Dataset entries:
========================================

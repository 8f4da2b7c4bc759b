//! chart-layout: axis and layout engine for 2D charts.
//!
//! Axes compute ranges, tick marks and labels and draw themselves into a
//! [`render::Canvas`]. A [`Chart`] docks axes around a plot area, drives
//! renderers and plugins through pre-layout, layout and post-layout, and
//! coordinates datasets mutated from producer threads through bit states and
//! a render queue.

pub mod api;
pub mod axis;
pub mod core;
pub mod dataset;
pub mod error;
pub mod extensions;
pub mod render;
pub mod telemetry;

pub use api::{Chart, ChartConfig};
pub use error::{ChartError, ChartResult};
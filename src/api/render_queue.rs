use std::sync::mpsc::{self, Receiver, Sender};

use serde::{Deserialize, Serialize};

/// Work posted to the render thread.
#[derive(Debug, Clone, Copy, PartialEq, Eq, Hash, Serialize, Deserialize)]
pub enum RenderTask {
    /// OR the dataset aggregator's current bits into the chart state.
    SyncDataSetState,
    /// Schedule another layout cycle.
    RequestLayout,
}

/// Render-thread end of the task channel. Producers post through a
/// [`RenderQueueHandle`].
#[derive(Debug)]
pub struct RenderQueue {
    sender: Sender<RenderTask>,
    receiver: Receiver<RenderTask>,
}

impl RenderQueue {
    #[must_use]
    pub fn new() -> Self {
        let (sender, receiver) = mpsc::channel();
        Self { sender, receiver }
    }

    #[must_use]
    pub fn handle(&self) -> RenderQueueHandle {
        RenderQueueHandle {
            sender: self.sender.clone(),
        }
    }

    /// Takes every task posted so far without blocking.
    pub fn drain(&self) -> impl Iterator<Item = RenderTask> + '_ {
        self.receiver.try_iter()
    }
}

impl Default for RenderQueue {
    fn default() -> Self {
        Self::new()
    }
}

/// Cloneable, thread-safe sender side of a [`RenderQueue`].
#[derive(Debug, Clone)]
pub struct RenderQueueHandle {
    sender: Sender<RenderTask>,
}

impl RenderQueueHandle {
    /// Returns `false` once the owning queue is gone.
    pub fn post(&self, task: RenderTask) -> bool {
        self.sender.send(task).is_ok()
    }
}

#[cfg(test)]
mod tests {
    use std::thread;

    use super::{RenderQueue, RenderTask};

    #[test]
    fn tasks_posted_from_other_threads_are_drained_in_order() {
        let queue = RenderQueue::new();
        let handle = queue.handle();
        thread::spawn(move || {
            assert!(handle.post(RenderTask::SyncDataSetState));
            assert!(handle.post(RenderTask::RequestLayout));
        })
        .join()
        .expect("producer thread");

        let tasks: Vec<RenderTask> = queue.drain().collect();
        assert_eq!(tasks, vec![RenderTask::SyncDataSetState, RenderTask::RequestLayout]);
        assert_eq!(queue.drain().count(), 0);
    }

    #[test]
    fn posting_after_queue_drop_reports_failure() {
        let queue = RenderQueue::new();
        let handle = queue.handle();
        drop(queue);
        assert!(!handle.post(RenderTask::RequestLayout));
    }
}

========================================

Task description: Show all lines in the entries above where the word "Deserialize" appears.

Answer below:
use serde::{Deserialize, Serialize};
#[derive(Debug, Clone, Copy, PartialEq, Eq, Hash, Serialize, Deserialize)]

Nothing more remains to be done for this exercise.